Mass medication is an iatrogenic catastrophe
In June, this view was expressed in a BMJ article by James Le Fanu, retired GP and journalist. He wrote that ‘profligate’ prescribing has brought a hidden epidemic of side effects and no benefit to most individuals. There is no drug or procedure with its “chance of good” that may not harm some. The more doctors do, the greater that risk. Over the past 20 years there has been:
- a dizzying fourfold rise in prescriptions for diabetes treatments,
- sevenfold for antihypertensives,
- and 20-fold for the cholesterol lowering statins.
- Meanwhile the number of people taking five or more different drugs has quadrupled to include almost half of those aged 65 or over.
He continues: “The consequences of this massive upswing in prescribing? A hidden epidemic of immiserating symptoms such as fatigue, muscular aches and pains, insomnia, and general decrepitude, a 75% rise in emergency admissions to hospital for adverse drug reactions (an additional 30 000 a year) …
Proposals have been made in the past for mass or even universal medication by aspirin and statins
The NHS now concludes that the risk of side effects (particularly the risk of bleeding) outweighs the benefit of preventing blood clots. It has long been known that the pills carry a risk of gastro-intestinal bleeding. But a new University of Oxford study, published in The Lancet, suggests that the danger increases far more sharply with age than was thought, according to Professor Peter Rothwell, lead author. A Telegraph artlcle reports on his 2017 findings, adding that taking a daily aspirin is more dangerous than was thought, causing more than 3,000 deaths a year.

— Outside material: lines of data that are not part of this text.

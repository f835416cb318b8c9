//! Open-Meteo daily forecast client
//!
//! This module fetches the 7-day daily forecast from the Open-Meteo API. The
//! raw JSON response is what gets cached; `parse_daily` turns it into
//! `DailyForecast` records when needed.

use std::time::Duration;

use chrono::NaiveDate;
use reqwest::Client;
use serde::Deserialize;
use serde_json::Value;
use thiserror::Error;
use tracing::debug;

use super::DailyForecast;

/// Base URL for the Open-Meteo forecast API
const OPEN_METEO_BASE_URL: &str = "https://api.open-meteo.com/v1/forecast";

/// Daily variables requested from the provider
const DAILY_VARIABLES: &str = "temperature_2m_max,temperature_2m_min,precipitation_probability_max";

/// Today plus six following days
const FORECAST_DAYS: u8 = 7;

/// Request timeout shared by the provider clients
const REQUEST_TIMEOUT: Duration = Duration::from_secs(10);

/// Errors that can occur when talking to the forecast, geocoding or advisory endpoints
#[derive(Debug, Error)]
pub enum WeatherError {
    /// HTTP request failed
    #[error("HTTP request failed: {0}")]
    RequestFailed(#[from] reqwest::Error),

    /// Failed to parse JSON response
    #[error("Failed to parse JSON response: {0}")]
    ParseError(#[from] serde_json::Error),

    /// The provider answered with an error
    #[error("Provider returned an error: {0}")]
    Provider(String),

    /// Missing expected field in response
    #[error("Missing expected field in response: {0}")]
    MissingField(String),

    /// Invalid date format in response
    #[error("Invalid date format: {0}")]
    InvalidDateFormat(String),
}

/// Builds the HTTP client used by every provider client
pub(crate) fn http_client() -> Client {
    Client::builder()
        .timeout(REQUEST_TIMEOUT)
        .build()
        .unwrap_or_default()
}

/// Client for fetching daily forecasts from Open-Meteo
#[derive(Debug, Clone)]
pub struct WeatherClient {
    client: Client,
    base_url: String,
}

impl Default for WeatherClient {
    fn default() -> Self {
        Self::new()
    }
}

impl WeatherClient {
    /// Create a new WeatherClient with default settings
    pub fn new() -> Self {
        Self::with_base_url(OPEN_METEO_BASE_URL.to_string())
    }

    /// Create a new WeatherClient pointed at a different endpoint (for testing)
    pub fn with_base_url(base_url: String) -> Self {
        Self {
            client: http_client(),
            base_url,
        }
    }

    /// Cache key for a coordinate pair, e.g. `weather_14.6_120.98`
    pub fn cache_key(lat: f64, lon: f64) -> String {
        format!("weather_{}_{}", lat, lon)
    }

    /// Fetch the raw daily forecast response for the given coordinates
    ///
    /// # Returns
    /// * `Ok(Value)` - The provider's JSON response, unmodified
    /// * `Err(WeatherError)` - If the request fails or the provider reports an error
    pub async fn fetch_daily(&self, lat: f64, lon: f64) -> Result<Value, WeatherError> {
        debug!(lat, lon, "fetching daily forecast");

        let response = self
            .client
            .get(&self.base_url)
            .query(&[
                ("latitude", lat.to_string()),
                ("longitude", lon.to_string()),
                ("daily", DAILY_VARIABLES.to_string()),
                ("timezone", "auto".to_string()),
                ("forecast_days", FORECAST_DAYS.to_string()),
            ])
            .send()
            .await?;

        let status = response.status();
        let text = response.text().await?;

        // Open-Meteo reports bad requests as {"error": true, "reason": "..."}
        if let Ok(ProviderError { error: true, reason }) = serde_json::from_str::<ProviderError>(&text) {
            return Err(WeatherError::Provider(reason));
        }
        if !status.is_success() {
            return Err(WeatherError::Provider(format!("HTTP {}", status)));
        }

        Ok(serde_json::from_str(&text)?)
    }
}

/// Parse a raw Open-Meteo response into one `DailyForecast` per day
///
/// The first record is "today" in the location's timezone. `null` readings
/// are kept as `None`.
pub fn parse_daily(response: &Value) -> Result<Vec<DailyForecast>, WeatherError> {
    let daily = OpenMeteoDailyResponse::deserialize(response)?.daily;
    let len = daily.time.len();

    if len == 0 {
        return Err(WeatherError::MissingField("daily.time".to_string()));
    }

    // Validate that all arrays have the same length
    if daily.temperature_2m_max.len() != len
        || daily.temperature_2m_min.len() != len
        || daily.precipitation_probability_max.len() != len
    {
        return Err(WeatherError::MissingField(
            "daily arrays have inconsistent lengths".to_string(),
        ));
    }

    let mut forecasts = Vec::with_capacity(len);

    for i in 0..len {
        forecasts.push(DailyForecast {
            date: parse_date(&daily.time[i])?,
            temp_max_c: daily.temperature_2m_max[i],
            temp_min_c: daily.temperature_2m_min[i],
            rain_probability_pct: daily.precipitation_probability_max[i].map(|p| p.round() as i32),
        });
    }

    Ok(forecasts)
}

/// Parse a date string in ISO 8601 format (e.g., "2024-07-15")
fn parse_date(date_str: &str) -> Result<NaiveDate, WeatherError> {
    NaiveDate::parse_from_str(date_str, "%Y-%m-%d")
        .map_err(|_| WeatherError::InvalidDateFormat(date_str.to_string()))
}

/// Error body returned by Open-Meteo
#[derive(Debug, Deserialize)]
struct ProviderError {
    error: bool,
    #[serde(default)]
    reason: String,
}

/// Open-Meteo API response structure
#[derive(Debug, Deserialize)]
struct OpenMeteoDailyResponse {
    daily: DailyWeather,
}

/// Daily weather data from Open-Meteo
#[derive(Debug, Deserialize)]
struct DailyWeather {
    time: Vec<String>,
    temperature_2m_max: Vec<Option<f64>>,
    temperature_2m_min: Vec<Option<f64>>,
    precipitation_probability_max: Vec<Option<f64>>,
}

#[cfg(test)]
mod tests {
    use super::*;
    use serde_json::json;

    /// Sample valid Open-Meteo API response
    const VALID_RESPONSE: &str = r#"{
        "latitude": 14.625,
        "longitude": 121.0,
        "generationtime_ms": 0.05,
        "utc_offset_seconds": 28800,
        "timezone": "Asia/Manila",
        "timezone_abbreviation": "PST",
        "elevation": 12.0,
        "daily_units": {
            "time": "iso8601",
            "temperature_2m_max": "°C",
            "temperature_2m_min": "°C",
            "precipitation_probability_max": "%"
        },
        "daily": {
            "time": ["2024-07-15", "2024-07-16", "2024-07-17", "2024-07-18", "2024-07-19", "2024-07-20", "2024-07-21"],
            "temperature_2m_max": [33.1, 35.0, 31.2, 30.8, 32.4, null, 29.9],
            "temperature_2m_min": [26.0, 26.4, 25.1, 24.9, 25.5, 25.0, 24.1],
            "precipitation_probability_max": [85, 40, 55, 100, 0, 10, null]
        }
    }"#;

    fn valid_response() -> Value {
        serde_json::from_str(VALID_RESPONSE).expect("Failed to parse valid response")
    }

    #[test]
    fn test_parse_valid_response() {
        let days = parse_daily(&valid_response()).expect("Failed to parse forecast");

        assert_eq!(days.len(), 7);
        let today = &days[0];
        assert_eq!(today.date, NaiveDate::from_ymd_opt(2024, 7, 15).unwrap());
        assert!((today.temp_max_c.unwrap() - 33.1).abs() < 0.01);
        assert!((today.temp_min_c.unwrap() - 26.0).abs() < 0.01);
        assert_eq!(today.rain_probability_pct, Some(85));
    }

    #[test]
    fn test_parse_keeps_nulls_as_none() {
        let days = parse_daily(&valid_response()).expect("Failed to parse forecast");

        assert!(days[5].temp_max_c.is_none());
        assert!(days[6].rain_probability_pct.is_none());
    }

    #[test]
    fn test_parse_inconsistent_lengths() {
        let response = json!({
            "daily": {
                "time": ["2024-07-15", "2024-07-16"],
                "temperature_2m_max": [30.0],
                "temperature_2m_min": [20.0, 21.0],
                "precipitation_probability_max": [10, 20]
            }
        });

        let result = parse_daily(&response);
        assert!(matches!(result, Err(WeatherError::MissingField(_))));
    }

    #[test]
    fn test_parse_empty_daily_arrays() {
        let response = json!({
            "daily": {
                "time": [],
                "temperature_2m_max": [],
                "temperature_2m_min": [],
                "precipitation_probability_max": []
            }
        });

        let result = parse_daily(&response);
        assert!(matches!(result, Err(WeatherError::MissingField(f)) if f == "daily.time"));
    }

    #[test]
    fn test_parse_missing_daily_block() {
        let result = parse_daily(&json!({"latitude": 1.0}));
        assert!(matches!(result, Err(WeatherError::ParseError(_))));
    }

    #[test]
    fn test_parse_invalid_date() {
        let response = json!({
            "daily": {
                "time": ["15/07/2024"],
                "temperature_2m_max": [30.0],
                "temperature_2m_min": [20.0],
                "precipitation_probability_max": [10]
            }
        });

        let result = parse_daily(&response);
        assert!(matches!(result, Err(WeatherError::InvalidDateFormat(d)) if d == "15/07/2024"));
    }

    #[test]
    fn test_fractional_rain_probability_is_rounded() {
        let response = json!({
            "daily": {
                "time": ["2024-07-15"],
                "temperature_2m_max": [30.0],
                "temperature_2m_min": [20.0],
                "precipitation_probability_max": [79.6]
            }
        });

        let days = parse_daily(&response).unwrap();
        assert_eq!(days[0].rain_probability_pct, Some(80));
    }

    #[test]
    fn test_cache_key_format() {
        assert_eq!(WeatherClient::cache_key(14.6, 120.98), "weather_14.6_120.98");
        assert_eq!(WeatherClient::cache_key(-33.87, 151.21), "weather_-33.87_151.21");
    }
}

Britain is already the “statins capital” of Europe
The UK has the second highest prescribing levels in the Western world, with aggressive prescribing of the medication by GPs, whose pay is linked to take-up of the pills.
In 2014 it was reported that twelve million people (one in four adults) would be told to take statins under controversial new NHS guidelines. Draft proposals from health watchdogs were that the vast majority of men aged over 50 and most women over the age of 60 are likely to be advised to take the drugs to guard against strokes and heart disease. The National Institute for Health and Care Excellence (Nice) had cut the “risk threshold” for such drugs in half and experts said that the number of patients advised to take the drugs is likely to rise from seven million to 12 million.
And current medical guidance says that anyone with a 20% risk of developing cardiovascular disease within 10 years should be offered statins.
Almost all men over 60 and all women over 75 in England qualify for statin prescriptions under guidelines adopted by the National Institute for Health and Care Excellence in 2014, a 2017analysis shows – see BMJ.
However, some health experts have questioned the industry forces behind these studies. The first recommendation was put out in 2013 by the American College of Cardiology (ACC) and the American Heart Association (AHA). CNN reports that a number of experts who worked on the ACC/AHA guidelines had financial links to drug companies, which they disclosed publicly. No conflicts of interests were reported by the authors of the United States Preventive Services Task Force guidelines, but nearly all of the trials they included in their analysis were sponsored by industry, according to Dr Rita Redberg, who stressed this point in a January 2017 editorial in the journal she oversees. “The ACC did not follow its own conflict of interest guidelines“..
Fluoridation – or any practice that uses the public water supply as a vehicle to deliver medicine – violates medical ethics in several important ways:
- It deprives the individual of his or her right to informed consent to medication.
- It is approved and delivered by people without medical qualifications.
- It is delivered to everyone regardless of age, health or nutritional status, without individual oversight by a doctor and without control of dose.
- The safety of fluoridated water has never been demonstrated by randomized controlled trials–the gold standard study now generally required before a drug can enter the market.
Fluoridating water is a form of mass medication and most western European nations have rejected the practice — because, in their view, the public water supply is not an appropriate place to be adding drugs.
Who profits from all these instances of largescale medication?